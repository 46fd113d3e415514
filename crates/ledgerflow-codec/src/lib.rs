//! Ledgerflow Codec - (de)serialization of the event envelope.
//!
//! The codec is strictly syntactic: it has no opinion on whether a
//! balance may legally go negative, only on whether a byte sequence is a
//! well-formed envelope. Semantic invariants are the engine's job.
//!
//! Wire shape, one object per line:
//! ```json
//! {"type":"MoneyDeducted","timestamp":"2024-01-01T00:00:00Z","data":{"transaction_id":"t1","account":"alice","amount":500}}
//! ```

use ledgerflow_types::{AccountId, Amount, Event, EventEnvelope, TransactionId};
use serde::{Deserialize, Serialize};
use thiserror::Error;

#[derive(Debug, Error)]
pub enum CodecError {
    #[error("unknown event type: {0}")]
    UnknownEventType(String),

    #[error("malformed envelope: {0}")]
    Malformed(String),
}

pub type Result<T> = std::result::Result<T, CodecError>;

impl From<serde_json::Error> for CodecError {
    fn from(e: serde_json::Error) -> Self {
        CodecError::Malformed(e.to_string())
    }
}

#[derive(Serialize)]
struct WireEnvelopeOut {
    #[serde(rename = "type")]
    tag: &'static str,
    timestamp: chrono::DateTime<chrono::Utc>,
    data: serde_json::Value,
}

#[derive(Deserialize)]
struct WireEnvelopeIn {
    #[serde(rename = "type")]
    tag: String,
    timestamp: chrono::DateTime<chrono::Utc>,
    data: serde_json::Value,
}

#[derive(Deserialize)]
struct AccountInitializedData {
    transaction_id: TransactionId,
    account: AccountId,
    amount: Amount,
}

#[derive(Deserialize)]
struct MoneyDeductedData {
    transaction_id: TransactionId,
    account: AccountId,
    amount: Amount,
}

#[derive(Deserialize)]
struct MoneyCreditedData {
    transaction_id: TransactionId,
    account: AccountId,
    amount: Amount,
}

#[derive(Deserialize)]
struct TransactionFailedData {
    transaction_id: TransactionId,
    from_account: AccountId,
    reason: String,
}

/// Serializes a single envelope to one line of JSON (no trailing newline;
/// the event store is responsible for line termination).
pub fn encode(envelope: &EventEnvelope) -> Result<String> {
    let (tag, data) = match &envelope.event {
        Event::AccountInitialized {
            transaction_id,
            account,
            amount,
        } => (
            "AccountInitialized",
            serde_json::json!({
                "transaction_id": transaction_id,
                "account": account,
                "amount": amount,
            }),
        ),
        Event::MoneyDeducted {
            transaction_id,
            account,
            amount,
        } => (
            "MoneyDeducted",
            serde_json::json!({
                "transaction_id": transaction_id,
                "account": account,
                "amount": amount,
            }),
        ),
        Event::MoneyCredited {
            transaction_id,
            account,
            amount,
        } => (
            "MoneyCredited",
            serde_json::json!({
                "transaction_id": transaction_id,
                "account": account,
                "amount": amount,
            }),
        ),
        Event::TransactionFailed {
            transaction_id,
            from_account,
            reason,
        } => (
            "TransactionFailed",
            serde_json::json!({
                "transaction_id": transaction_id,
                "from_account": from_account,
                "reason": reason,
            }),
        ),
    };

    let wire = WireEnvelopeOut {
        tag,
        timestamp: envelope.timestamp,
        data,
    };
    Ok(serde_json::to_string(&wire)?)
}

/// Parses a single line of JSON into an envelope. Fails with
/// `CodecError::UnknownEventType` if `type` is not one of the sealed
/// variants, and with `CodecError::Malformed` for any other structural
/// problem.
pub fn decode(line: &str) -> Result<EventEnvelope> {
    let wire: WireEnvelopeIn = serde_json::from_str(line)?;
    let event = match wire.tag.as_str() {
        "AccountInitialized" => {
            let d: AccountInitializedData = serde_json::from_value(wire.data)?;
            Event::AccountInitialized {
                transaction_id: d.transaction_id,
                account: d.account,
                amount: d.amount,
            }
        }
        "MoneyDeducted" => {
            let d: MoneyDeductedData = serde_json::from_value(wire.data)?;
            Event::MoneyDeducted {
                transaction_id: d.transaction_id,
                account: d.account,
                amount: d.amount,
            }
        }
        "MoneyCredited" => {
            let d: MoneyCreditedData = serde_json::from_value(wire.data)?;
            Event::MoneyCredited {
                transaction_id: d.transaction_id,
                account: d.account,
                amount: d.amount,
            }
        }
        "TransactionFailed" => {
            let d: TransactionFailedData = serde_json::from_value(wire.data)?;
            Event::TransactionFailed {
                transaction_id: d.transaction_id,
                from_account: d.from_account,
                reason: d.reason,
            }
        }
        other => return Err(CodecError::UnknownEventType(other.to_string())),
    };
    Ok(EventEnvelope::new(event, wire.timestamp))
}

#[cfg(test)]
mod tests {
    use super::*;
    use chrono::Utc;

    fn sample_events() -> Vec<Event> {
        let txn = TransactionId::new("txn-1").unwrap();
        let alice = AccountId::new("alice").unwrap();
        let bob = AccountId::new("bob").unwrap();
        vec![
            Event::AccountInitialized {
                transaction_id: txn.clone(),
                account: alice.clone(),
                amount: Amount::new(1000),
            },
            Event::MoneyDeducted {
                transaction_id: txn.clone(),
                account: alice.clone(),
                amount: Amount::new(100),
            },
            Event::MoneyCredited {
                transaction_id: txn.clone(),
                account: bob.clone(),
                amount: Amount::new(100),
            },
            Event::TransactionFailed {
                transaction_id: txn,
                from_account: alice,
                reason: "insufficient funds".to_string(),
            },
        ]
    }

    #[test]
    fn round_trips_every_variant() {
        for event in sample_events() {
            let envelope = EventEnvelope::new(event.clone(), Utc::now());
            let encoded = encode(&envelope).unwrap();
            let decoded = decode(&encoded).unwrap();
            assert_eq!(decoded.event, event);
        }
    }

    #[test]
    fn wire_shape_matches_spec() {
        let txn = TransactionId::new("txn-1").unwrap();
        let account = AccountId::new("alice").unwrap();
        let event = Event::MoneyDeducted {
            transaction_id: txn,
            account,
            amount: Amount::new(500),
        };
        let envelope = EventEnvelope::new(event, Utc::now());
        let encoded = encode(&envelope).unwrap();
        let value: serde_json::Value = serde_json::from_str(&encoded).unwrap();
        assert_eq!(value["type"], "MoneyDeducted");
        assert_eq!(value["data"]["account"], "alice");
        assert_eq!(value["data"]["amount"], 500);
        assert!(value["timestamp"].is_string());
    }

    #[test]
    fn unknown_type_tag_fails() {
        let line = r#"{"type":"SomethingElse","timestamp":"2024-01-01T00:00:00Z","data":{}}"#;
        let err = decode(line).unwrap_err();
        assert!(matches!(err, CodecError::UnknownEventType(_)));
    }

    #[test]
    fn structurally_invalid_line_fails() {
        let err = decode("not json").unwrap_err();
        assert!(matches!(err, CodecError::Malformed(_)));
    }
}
• • • •
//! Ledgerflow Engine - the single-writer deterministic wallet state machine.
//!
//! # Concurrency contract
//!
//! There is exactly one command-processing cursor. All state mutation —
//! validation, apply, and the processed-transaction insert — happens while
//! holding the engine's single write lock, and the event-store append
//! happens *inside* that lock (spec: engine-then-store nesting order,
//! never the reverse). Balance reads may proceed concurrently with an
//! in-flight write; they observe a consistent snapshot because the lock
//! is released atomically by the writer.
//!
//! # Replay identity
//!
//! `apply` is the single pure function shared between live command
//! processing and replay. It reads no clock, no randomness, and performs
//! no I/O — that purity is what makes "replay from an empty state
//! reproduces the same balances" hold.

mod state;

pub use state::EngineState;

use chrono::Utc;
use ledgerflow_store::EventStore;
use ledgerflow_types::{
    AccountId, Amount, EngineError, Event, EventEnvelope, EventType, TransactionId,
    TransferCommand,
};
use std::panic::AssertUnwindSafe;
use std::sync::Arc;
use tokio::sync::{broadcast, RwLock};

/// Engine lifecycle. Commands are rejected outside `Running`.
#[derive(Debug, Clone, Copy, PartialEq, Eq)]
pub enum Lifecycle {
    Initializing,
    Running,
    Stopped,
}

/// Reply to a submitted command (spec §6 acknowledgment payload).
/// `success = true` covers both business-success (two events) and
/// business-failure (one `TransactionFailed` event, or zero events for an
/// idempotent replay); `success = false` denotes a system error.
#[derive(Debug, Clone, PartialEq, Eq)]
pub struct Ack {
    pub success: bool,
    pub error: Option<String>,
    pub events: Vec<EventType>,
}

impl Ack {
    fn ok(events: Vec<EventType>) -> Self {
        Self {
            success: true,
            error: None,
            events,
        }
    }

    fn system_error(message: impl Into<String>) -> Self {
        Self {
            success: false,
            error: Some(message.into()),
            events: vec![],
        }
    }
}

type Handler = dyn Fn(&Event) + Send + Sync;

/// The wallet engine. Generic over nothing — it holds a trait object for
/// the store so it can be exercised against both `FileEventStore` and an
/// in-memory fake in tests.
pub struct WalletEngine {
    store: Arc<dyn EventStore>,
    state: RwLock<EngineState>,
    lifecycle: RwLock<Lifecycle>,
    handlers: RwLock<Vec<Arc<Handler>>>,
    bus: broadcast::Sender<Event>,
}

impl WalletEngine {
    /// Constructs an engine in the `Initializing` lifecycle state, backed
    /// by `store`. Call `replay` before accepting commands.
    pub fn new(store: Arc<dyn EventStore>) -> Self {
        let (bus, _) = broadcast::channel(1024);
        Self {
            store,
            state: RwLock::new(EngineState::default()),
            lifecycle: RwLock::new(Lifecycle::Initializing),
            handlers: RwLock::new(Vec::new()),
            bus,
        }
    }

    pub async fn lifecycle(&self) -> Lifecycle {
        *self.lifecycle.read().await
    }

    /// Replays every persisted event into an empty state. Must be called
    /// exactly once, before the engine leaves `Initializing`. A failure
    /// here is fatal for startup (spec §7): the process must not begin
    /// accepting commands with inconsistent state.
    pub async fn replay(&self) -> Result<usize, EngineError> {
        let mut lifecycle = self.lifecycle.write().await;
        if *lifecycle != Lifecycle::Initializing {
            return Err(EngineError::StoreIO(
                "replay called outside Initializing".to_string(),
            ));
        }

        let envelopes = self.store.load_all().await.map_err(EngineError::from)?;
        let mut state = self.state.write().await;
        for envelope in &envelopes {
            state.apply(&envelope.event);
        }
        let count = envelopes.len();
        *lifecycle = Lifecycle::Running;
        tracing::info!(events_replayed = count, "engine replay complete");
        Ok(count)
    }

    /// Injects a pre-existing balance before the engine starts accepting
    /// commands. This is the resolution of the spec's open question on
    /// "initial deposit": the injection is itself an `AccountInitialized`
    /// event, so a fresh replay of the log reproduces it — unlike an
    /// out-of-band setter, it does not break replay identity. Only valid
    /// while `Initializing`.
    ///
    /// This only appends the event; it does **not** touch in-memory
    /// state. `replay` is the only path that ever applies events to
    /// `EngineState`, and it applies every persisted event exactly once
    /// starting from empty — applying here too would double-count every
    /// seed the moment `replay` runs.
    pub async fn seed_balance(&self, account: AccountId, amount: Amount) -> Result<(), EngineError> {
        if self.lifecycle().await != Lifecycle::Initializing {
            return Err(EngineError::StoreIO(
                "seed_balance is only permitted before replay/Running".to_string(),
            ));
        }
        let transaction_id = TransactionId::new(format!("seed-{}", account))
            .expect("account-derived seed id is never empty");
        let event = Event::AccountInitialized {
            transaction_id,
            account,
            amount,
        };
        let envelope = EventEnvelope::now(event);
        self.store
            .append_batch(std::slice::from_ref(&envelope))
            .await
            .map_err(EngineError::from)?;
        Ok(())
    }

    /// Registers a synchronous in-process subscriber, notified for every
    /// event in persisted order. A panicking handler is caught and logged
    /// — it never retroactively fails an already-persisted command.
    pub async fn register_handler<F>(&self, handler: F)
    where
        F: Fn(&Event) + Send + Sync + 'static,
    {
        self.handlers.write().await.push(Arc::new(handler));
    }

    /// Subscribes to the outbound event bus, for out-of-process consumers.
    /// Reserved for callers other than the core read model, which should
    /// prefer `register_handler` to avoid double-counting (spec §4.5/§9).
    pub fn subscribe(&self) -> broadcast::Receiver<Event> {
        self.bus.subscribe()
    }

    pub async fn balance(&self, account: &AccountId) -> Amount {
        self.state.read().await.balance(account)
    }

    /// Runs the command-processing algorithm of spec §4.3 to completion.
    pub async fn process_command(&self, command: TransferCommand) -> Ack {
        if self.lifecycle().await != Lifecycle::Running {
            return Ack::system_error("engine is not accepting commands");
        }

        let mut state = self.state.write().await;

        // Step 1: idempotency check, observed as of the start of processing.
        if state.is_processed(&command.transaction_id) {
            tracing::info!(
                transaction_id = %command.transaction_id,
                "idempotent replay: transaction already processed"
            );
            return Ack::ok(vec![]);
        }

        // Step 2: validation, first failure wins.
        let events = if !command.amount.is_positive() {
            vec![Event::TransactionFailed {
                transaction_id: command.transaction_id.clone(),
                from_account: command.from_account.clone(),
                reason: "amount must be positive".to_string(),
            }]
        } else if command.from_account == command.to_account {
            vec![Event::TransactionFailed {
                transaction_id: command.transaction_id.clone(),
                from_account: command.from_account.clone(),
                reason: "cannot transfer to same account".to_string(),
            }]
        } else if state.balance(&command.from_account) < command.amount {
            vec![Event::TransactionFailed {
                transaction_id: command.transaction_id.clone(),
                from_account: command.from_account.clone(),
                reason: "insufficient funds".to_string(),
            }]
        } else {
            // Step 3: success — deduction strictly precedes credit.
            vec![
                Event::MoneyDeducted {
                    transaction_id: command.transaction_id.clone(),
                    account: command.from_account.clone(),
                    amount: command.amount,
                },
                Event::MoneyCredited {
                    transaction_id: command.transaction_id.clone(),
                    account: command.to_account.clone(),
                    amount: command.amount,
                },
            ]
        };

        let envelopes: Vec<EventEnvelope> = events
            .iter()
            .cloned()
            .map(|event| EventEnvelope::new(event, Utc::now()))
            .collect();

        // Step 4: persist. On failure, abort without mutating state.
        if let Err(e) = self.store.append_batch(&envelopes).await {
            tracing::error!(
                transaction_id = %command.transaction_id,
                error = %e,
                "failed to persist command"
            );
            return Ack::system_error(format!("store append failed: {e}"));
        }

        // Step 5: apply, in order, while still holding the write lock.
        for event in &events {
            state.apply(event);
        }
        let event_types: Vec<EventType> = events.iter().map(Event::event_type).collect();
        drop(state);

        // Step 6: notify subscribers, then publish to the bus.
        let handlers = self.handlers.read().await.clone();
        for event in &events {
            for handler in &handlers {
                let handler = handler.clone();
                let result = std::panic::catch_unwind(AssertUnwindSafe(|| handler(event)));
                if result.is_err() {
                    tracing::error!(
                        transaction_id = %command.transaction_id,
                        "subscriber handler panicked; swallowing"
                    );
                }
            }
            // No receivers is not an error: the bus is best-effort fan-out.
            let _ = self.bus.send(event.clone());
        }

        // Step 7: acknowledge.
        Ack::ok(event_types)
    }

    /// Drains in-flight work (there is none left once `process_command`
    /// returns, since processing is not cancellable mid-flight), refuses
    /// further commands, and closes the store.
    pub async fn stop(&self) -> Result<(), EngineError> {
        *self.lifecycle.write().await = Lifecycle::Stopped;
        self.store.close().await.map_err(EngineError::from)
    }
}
• • • •
- [PROBLEM TO WORK ON]: From the listing above, collect every line that mentions the word "while".

- [TASK RESPONSE]:
//! validation, apply, and the processed-transaction insert — happens while
    /// while `Initializing`.
        // Step 5: apply, in order, while still holding the write lock.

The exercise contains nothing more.